25-08-2015, 10:03
|
#1
|
|
Boşanma, velayet, vesayet
Bipolar hastası müvekkilimiz aleyhine kocası boşanma davası açtı, müşterek çocuğun velayetini talep etti. Boşanmayı kabul ettik, çocuğun velayetini biz de talep ettik.
Mahkeme boşanma davasının kabulüne, velayetin anneye verilmesine karar verdi. Boşanma yönünden karar kesinleştirildi.
(Bu arada davacı,mal paylaşımı davası açtı,mallar paylaşıldı.)

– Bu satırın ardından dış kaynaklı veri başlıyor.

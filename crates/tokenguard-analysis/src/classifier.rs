use serde::Serialize;
use std::cmp::Ordering;
use tokenguard_core::{
    normalize_amount, normalize_gwei, parse_quantity, parse_timestamp, Address, Direction,
    ExpectedAmount, FixedPointAmount, NormalizedTransaction, NumericBase, RawTransaction, Result,
    NATIVE_DECIMALS,
};
use tracing::debug;

use crate::config::ClassifierConfig;

/// Quanto do histórico de transações foi de fato examinado
#[derive(Debug, Clone, Copy, PartialEq, Eq, Serialize)]
#[serde(tag = "status", rename_all = "snake_case")]
pub enum TransactionCoverage {
    /// Nenhuma classificação foi pedida para este relatório
    NotRequested,
    /// A lista recebida estava vazia: nada foi examinado
    NoData,
    /// A lista foi examinada por completo
    Examined {
        fetched: usize,
        involving_subject: usize,
    },
}

/// Resultado da classificação de uma lista de transações
#[derive(Debug, Clone, PartialEq, Eq)]
pub struct ClassifiedTransactions {
    fetched: usize,
    transactions: Vec<NormalizedTransaction>,
}

impl ClassifiedTransactions {
    pub fn coverage(&self) -> TransactionCoverage {
        if self.fetched == 0 {
            TransactionCoverage::NoData
        } else {
            TransactionCoverage::Examined {
                fetched: self.fetched,
                involving_subject: self.transactions.len(),
            }
        }
    }

    pub fn transactions(&self) -> &[NormalizedTransaction] {
        &self.transactions
    }

    pub fn large(&self) -> Vec<NormalizedTransaction> {
        find_large(&self.transactions)
    }

    /// Transações grandes ou compatíveis com o valor esperado
    pub fn flagged(&self) -> Vec<NormalizedTransaction> {
        sorted(
            self.transactions
                .iter()
                .filter(|tx| tx.large || tx.matches_expected)
                .cloned()
                .collect(),
        )
    }
}

/// Classificador de transações em relação a um endereço
#[derive(Debug, Clone)]
pub struct TransactionClassifier {
    large_threshold: FixedPointAmount,
    expected: Option<ExpectedAmount>,
}

impl TransactionClassifier {
    pub fn new(large_threshold: FixedPointAmount, expected: Option<ExpectedAmount>) -> Self {
        Self {
            large_threshold,
            expected,
        }
    }

    pub fn from_config(config: &ClassifierConfig) -> Result<Self> {
        Ok(Self::new(config.large_threshold()?, config.expected()?))
    }

    pub fn large_threshold(&self) -> &FixedPointAmount {
        &self.large_threshold
    }

    pub fn expected(&self) -> Option<&ExpectedAmount> {
        self.expected.as_ref()
    }

    pub fn classify(&self, subject: &Address, txs: &[RawTransaction]) -> Result<ClassifiedTransactions> {
        let transactions = classify(subject, txs, &self.large_threshold, self.expected.as_ref())?;
        Ok(ClassifiedTransactions {
            fetched: txs.len(),
            transactions,
        })
    }
}

/// Normaliza e classifica as transações que envolvem `subject`.
///
/// A direção depende apenas da igualdade de endereços: `outgoing` se o
/// remetente for o endereço, senão `incoming` se for o destinatário. As
/// demais transações são excluídas. Um único registro malformado faz a
/// classificação inteira falhar, em vez de encurtar a lista em silêncio.
pub fn classify(
    subject: &Address,
    txs: &[RawTransaction],
    large_threshold: &FixedPointAmount,
    expected: Option<&ExpectedAmount>,
) -> Result<Vec<NormalizedTransaction>> {
    let mut normalized = Vec::with_capacity(txs.len());

    for tx in txs {
        let amount = normalize_amount(&tx.value, NumericBase::Decimal, NATIVE_DECIMALS)?;
        let from: Address = tx.from.parse()?;
        let to: Option<Address> = if tx.to.trim().is_empty() {
            None
        } else {
            Some(tx.to.parse()?)
        };

        let direction = if from == *subject {
            Direction::Outgoing
        } else if to.as_ref() == Some(subject) {
            Direction::Incoming
        } else {
            continue;
        };

        let timestamp = parse_timestamp(&tx.timestamp)?;
        let block_number = tx.block_number.as_deref().map(parse_quantity).transpose()?;
        let gas_price_gwei = tx
            .gas_price
            .as_deref()
            .map(|raw| normalize_gwei(raw, NumericBase::detect(raw)))
            .transpose()?;

        normalized.push(NormalizedTransaction {
            hash: tx.hash.clone(),
            large: amount > *large_threshold,
            matches_expected: expected.map_or(false, |e| e.matches(&amount)),
            amount,
            direction,
            timestamp,
            success: !tx.is_error,
            block_number,
            gas_price_gwei,
        });
    }

    debug!(
        subject = %subject,
        fetched = txs.len(),
        involving_subject = normalized.len(),
        "transações classificadas"
    );

    Ok(normalized)
}

/// Valor decrescente; empates pelo timestamp mais antigo
fn by_amount_then_time(a: &NormalizedTransaction, b: &NormalizedTransaction) -> Ordering {
    b.amount.cmp(&a.amount).then_with(|| a.timestamp.cmp(&b.timestamp))
}

fn sorted(mut txs: Vec<NormalizedTransaction>) -> Vec<NormalizedTransaction> {
    txs.sort_by(by_amount_then_time);
    txs
}

/// Transações marcadas como grandes, em ordem decrescente de valor
pub fn find_large(normalized: &[NormalizedTransaction]) -> Vec<NormalizedTransaction> {
    sorted(normalized.iter().filter(|tx| tx.large).cloned().collect())
}

/// Transações com `|valor - esperado| <= tolerância`, em ordem decrescente de valor
pub fn find_matching_expected(
    normalized: &[NormalizedTransaction],
    expected: &ExpectedAmount,
) -> Vec<NormalizedTransaction> {
    sorted(
        normalized
            .iter()
            .filter(|tx| expected.matches(&tx.amount))
            .cloned()
            .collect(),
    )
}

#[cfg(test)]
mod tests {
    use super::*;
    use tokenguard_core::Error;

    const SUBJECT: &str = "0xc46eb37677360efdc011f4097621f15b792fa630";
    const OTHER: &str = "0x1111111111111111111111111111111111111111";

    fn eth(units: &str) -> FixedPointAmount {
        FixedPointAmount::parse_units(units, NATIVE_DECIMALS).unwrap()
    }

    fn raw(from: &str, to: &str, eth_value: &str, ts: u64) -> RawTransaction {
        RawTransaction {
            hash: format!("0x{:064x}", ts),
            from: from.to_string(),
            to: to.to_string(),
            value: eth(eth_value).raw().to_string(),
            timestamp: ts.to_string(),
            is_error: false,
            block_number: None,
            gas_price: None,
        }
    }

    fn subject() -> Address {
        SUBJECT.parse().unwrap()
    }

    #[test]
    fn direction_follows_address_equality() {
        let upper = SUBJECT.to_uppercase().replace("0X", "0x");
        let txs = vec![
            raw(&upper, OTHER, "1", 1),
            raw(OTHER, SUBJECT, "2", 2),
            raw(OTHER, "0x2222222222222222222222222222222222222222", "3", 3),
        ];
        let out = classify(&subject(), &txs, &eth("10"), None).unwrap();
        assert_eq!(out.len(), 2);
        assert_eq!(out[0].direction, Direction::Outgoing);
        assert_eq!(out[1].direction, Direction::Incoming);
    }

    #[test]
    fn self_transfer_counts_as_outgoing() {
        let txs = vec![raw(SUBJECT, SUBJECT, "1", 1)];
        let out = classify(&subject(), &txs, &eth("10"), None).unwrap();
        assert_eq!(out[0].direction, Direction::Outgoing);
    }

    #[test]
    fn contract_creation_without_recipient() {
        let txs = vec![raw(SUBJECT, "", "0", 1), raw(OTHER, "", "0", 2)];
        let out = classify(&subject(), &txs, &eth("10"), None).unwrap();
        assert_eq!(out.len(), 1);
    }

    #[test]
    fn large_transfers_sorted_descending() {
        let txs = vec![
            raw(OTHER, SUBJECT, "5", 10),
            raw(SUBJECT, OTHER, "12", 20),
            raw(OTHER, SUBJECT, "37", 30),
        ];
        let out = classify(&subject(), &txs, &eth("10"), None).unwrap();
        let large: Vec<String> = find_large(&out).iter().map(|tx| tx.amount.to_string()).collect();
        assert_eq!(large, vec!["37", "12"]);
    }

    #[test]
    fn threshold_is_strict_and_ties_keep_oldest_first() {
        let txs = vec![
            raw(OTHER, SUBJECT, "10", 1),
            raw(OTHER, SUBJECT, "20", 9),
            raw(OTHER, SUBJECT, "20", 3),
        ];
        let out = classify(&subject(), &txs, &eth("10"), None).unwrap();
        let large = find_large(&out);
        assert_eq!(large.len(), 2);
        assert_eq!(large[0].timestamp.timestamp(), 3);
        assert_eq!(large[1].timestamp.timestamp(), 9);
    }

    #[test]
    fn matches_expected_within_tolerance() {
        let expected = ExpectedAmount {
            amount: eth("37"),
            tolerance: eth("0.1"),
        };
        let txs = vec![
            raw(OTHER, SUBJECT, "36.95", 1),
            raw(OTHER, SUBJECT, "37.2", 2),
            raw(SUBJECT, OTHER, "37", 3),
        ];
        let out = classify(&subject(), &txs, &eth("100"), Some(&expected)).unwrap();
        assert!(out[0].matches_expected);
        assert!(!out[1].matches_expected);

        let matching = find_matching_expected(&out, &expected);
        let amounts: Vec<String> = matching.iter().map(|tx| tx.amount.to_string()).collect();
        assert_eq!(amounts, vec!["37", "36.95"]);
    }

    #[test]
    fn one_malformed_record_fails_everything() {
        let mut bad = raw(OTHER, SUBJECT, "1", 2);
        bad.value = "1e18".to_string();
        let txs = vec![raw(OTHER, SUBJECT, "50", 1), bad];
        let err = classify(&subject(), &txs, &eth("10"), None).unwrap_err();
        assert!(matches!(err, Error::MalformedAmount(_)));

        let mut bad_ts = raw(OTHER, SUBJECT, "1", 2);
        bad_ts.timestamp = "yesterday".to_string();
        let err = classify(&subject(), &[bad_ts], &eth("10"), None).unwrap_err();
        assert!(matches!(err, Error::MalformedTimestamp(_)));
    }

    #[test]
    fn optional_fields_are_normalized() {
        let mut tx = raw(OTHER, SUBJECT, "1", 1);
        tx.block_number = Some("0x112a880".to_string());
        tx.gas_price = Some("20000000000".to_string());
        tx.is_error = true;
        let out = classify(&subject(), &[tx], &eth("10"), None).unwrap();
        assert_eq!(out[0].block_number, Some(18_000_000));
        assert_eq!(out[0].gas_price_gwei.unwrap().to_string(), "20");
        assert!(!out[0].success);
    }

    #[test]
    fn empty_input_reports_no_data() {
        let classifier = TransactionClassifier::new(eth("10"), None);
        let classified = classifier.classify(&subject(), &[]).unwrap();
        assert!(classified.transactions().is_empty());
        assert!(classified.large().is_empty());
        assert_eq!(classified.coverage(), TransactionCoverage::NoData);
    }

    #[test]
    fn unrelated_transactions_are_examined_not_missing() {
        let classifier = TransactionClassifier::new(eth("10"), None);
        let txs = vec![raw(OTHER, OTHER, "50", 1)];
        let classified = classifier.classify(&subject(), &txs).unwrap();
        assert_eq!(
            classified.coverage(),
            TransactionCoverage::Examined {
                fetched: 1,
                involving_subject: 0
            }
        );
    }
}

Davacı velayet yönünden kararı temyiz etti.
Yargıtay 2.HUKUK DAİRESİ;
“...hüküm; kusur belirlemesi, velayet ve vekalet ücreti yönünden temyiz edilmekle, evrak okunup gereği görüşülüp düşünüldü:... Bu durumda mahkemece yapılacak iş; Türk Medeni Kanununun 405. ve Hukuk Muhakemeleri Kanununun 56. maddesi uyarınca davalının vesayet altına alınmasının gerekip gerekmediğinin araştırılması ve bu hususun bir ön sorun sayılarak sonucuna kadar yargılamanın bekletilmesinden ibarettir. Bu yön göz önünde tutulmadan yargılamaya devam olunarak işin esası hakkında karar verilmesi usul ve kanuna aykırı bulunmuştur.” gerekçesi ile karı bozdu.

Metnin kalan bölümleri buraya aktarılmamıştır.